Radio station in Nelson, New Zealand

Fifeshire FM was a radio station in Nelson, New Zealand, owned by RadioWorks. The station broadcast on 93.0FM in Nelson, 92.0FM in Motueka and Tākaka, and 94.1FM in Murchison.

== History ==
Fifeshire FM first started as a summer station known as Radio Fifeshire operating for just four weeks during January 1983 and broadcasting on 855AM. A year later Radio Fifeshire returned this time broadcasting for 46 days during December 1983 and January 1984 on 990AM. News on the hour came from Radio Avon in Christchurch. For the next 4 summers Radio Fifeshire returned to the Nelson airwaves still broadcasting on 990AM.

At midnight on Thursday 28 January 1988, Fifeshire 93FM became New Zealand's 8th private FM radio station to begin broadcasting when Fifeshire began broadcasting permanently on FM in the Nelson region - rewarding the efforts of Fifeshire founders Kevin Ihaia and Digby Lawley. The first song that was played - as with all the previous AM broadcasts - was the Rolling Stones' "Start Me Up".

To promote the launch to FM, Radio Fifeshire had organised Nelson's biggest outdoor concert. Australian bands Icehouse and Boom Crash Opera along with Nelson-born Sharon O’Neill performed in front of a crowd of 9000 people at Trafalgar Park.

Fifeshire's signal was extended to Murchison in early 1992 on 94.1FM, and then to Golden Bay later that year first on 98.4FM, which was later adjusted to 92.0FM. Also in 1992 Fifeshire networked with Sounds FM in Blenheim providing a local show in both centres. This network was referred to as "Over The Top 93FM" - referring to both station's locations at the top of the South Island. This networking ceased in 1993.

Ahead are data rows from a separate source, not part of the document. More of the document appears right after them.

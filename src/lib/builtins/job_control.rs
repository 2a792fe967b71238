//! Contains the `fg` and `bg` commands, which act on the tracked foreground process.

use super::{BuiltinError, Status};
use crate::shell::{foreground, signals, wait_for_child, ExecError};
use nix::{
    sys::signal::{kill, Signal},
    unistd::Pid,
};

fn resume(pid: Pid) -> Result<(), ExecError> {
    kill(pid, Signal::SIGCONT).map_err(|why| ExecError::Signal(pid, "SIGCONT", why))
}

/// Resumes the tracked process and hands it the terminal again, blocking
/// until it stops or exits.
pub fn fg() -> Result<Status, BuiltinError> {
    let pid = foreground::current().ok_or(BuiltinError::NoTrackedJob("resume"))?;
    resume(pid)?;
    if let Err(why) = signals::install_suspend_handler() {
        eprintln!("vush: could not install the suspend handler: {}", why);
    }
    Ok(wait_for_child(pid)?)
}

/// Resumes the tracked process, leaving it to run on its own.
pub fn bg() -> Result<Status, BuiltinError> {
    let pid = foreground::current().ok_or(BuiltinError::NoTrackedJob("resume"))?;
    resume(pid)?;
    Ok(Status::SUCCESS)
}

#[cfg(test)]
mod tests {
    use super::*;
    use crate::{shell::Shell, tree::Node};
    use nix::sys::wait::{waitpid, WaitPidFlag, WaitStatus};
    use serial_test::serial;
    use std::process::Command;

    /// Starts `sleep` and stops it, making it the tracked process.
    fn stopped_sleep(seconds: &str) -> Pid {
        let child = Command::new("sleep").arg(seconds).spawn().expect("failed to spawn sleep");
        let pid = Pid::from_raw(child.id() as i32);
        kill(pid, Signal::SIGSTOP).unwrap();
        match waitpid(pid, Some(WaitPidFlag::WUNTRACED)).unwrap() {
            WaitStatus::Stopped(..) => (),
            other => panic!("sleep did not stop: {:?}", other),
        }
        foreground::replace(pid);
        pid
    }

    #[test]
    #[serial]
    fn fg_waits_until_the_process_exits() {
        let mut shell = Shell::new();
        let pid = stopped_sleep("0.2");

        let status = shell.execute(&Node::command("fg", Vec::<String>::new()));
        assert_eq!(status, Status::SUCCESS);
        assert_eq!(foreground::current(), None);
        assert!(waitpid(pid, Some(WaitPidFlag::WNOHANG)).is_err());
    }

    #[test]
    #[serial]
    fn bg_resumes_without_waiting() {
        let mut shell = Shell::new();
        let pid = stopped_sleep("5");

        let status = shell.execute(&Node::command("bg", Vec::<String>::new()));
        assert_eq!(status, Status::SUCCESS);
        assert_eq!(foreground::current(), Some(pid));
        match waitpid(pid, Some(WaitPidFlag::WCONTINUED)).unwrap() {
            WaitStatus::Continued(_) => (),
            other => panic!("sleep was not continued: {:?}", other),
        }

        kill(pid, Signal::SIGKILL).unwrap();
        let _ = waitpid(pid, None);
        foreground::reset();
    }

    #[test]
    #[serial]
    fn nothing_to_resume() {
        foreground::reset();
        assert!(matches!(fg(), Err(BuiltinError::NoTrackedJob(_))));
        assert!(matches!(bg(), Err(BuiltinError::NoTrackedJob(_))));

        let mut shell = Shell::new();
        assert_eq!(shell.execute(&Node::command("fg", Vec::<String>::new())), Status::FAILURE);
    }
}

Also in 1993 a second station was started as Fifeshire Classic 99FM; similar to Solid Gold, this station played music from the 50s, 60s and 70s and broadcast on 98.6FM and later the 990AM frequency was also used for Fireshire Classic.

In 1998 Fifeshire FM Ltd was sold to Radio Otago and then in 1999 Radio Otago was sold to RadioWorks. Fifeshire FM then became part of RadioWorks collection of local station known as LocalWorks. When RadioWorks took over the station, Fifeshire Classic 99FM was shut down and replaced with Solid Gold on the 98.6FM frequency and at the same time the 990AM frequency was used for Fifeshire FM. The 990AM frequency was used during the early 2000s for talkback programmes. After falling out with the new owners from Radio Otago, station co-founder Kevin Ihaia left in 1998 and started another Nelson station, The Planet 97FM.

In December 2004 Fifeshire FM was rebranded as More FM when RadioWorks rebranded the majority of their local stations as either More FM or The Breeze.

The station was a live and local station 24 hours a day however following the rebranding to More FM evenings from 7pm and overnight to 6am is now a network programme based from the More FM studios in Auckland, afternoons from 2pm at weekends are also Auckland based. In 2007 the local breakfast show was also replaced with the Christchurch More FM breakfast show, leaving only the morning show (with Blair Kiddey and later Josh Fogden) local. Fogden eventually left and Kiddey was moved to The Breeze in Nelson to present a local breakfast show.

In 2008 the 990AM frequency was used to broadcast BSport into the Nelson region.

In 2010, the Nelson frequency was adjusted from 93.0FM to 92.8FM. This change was done as part of a Government programme to align the spacing of FM frequencies in New Zealand to meet international standards.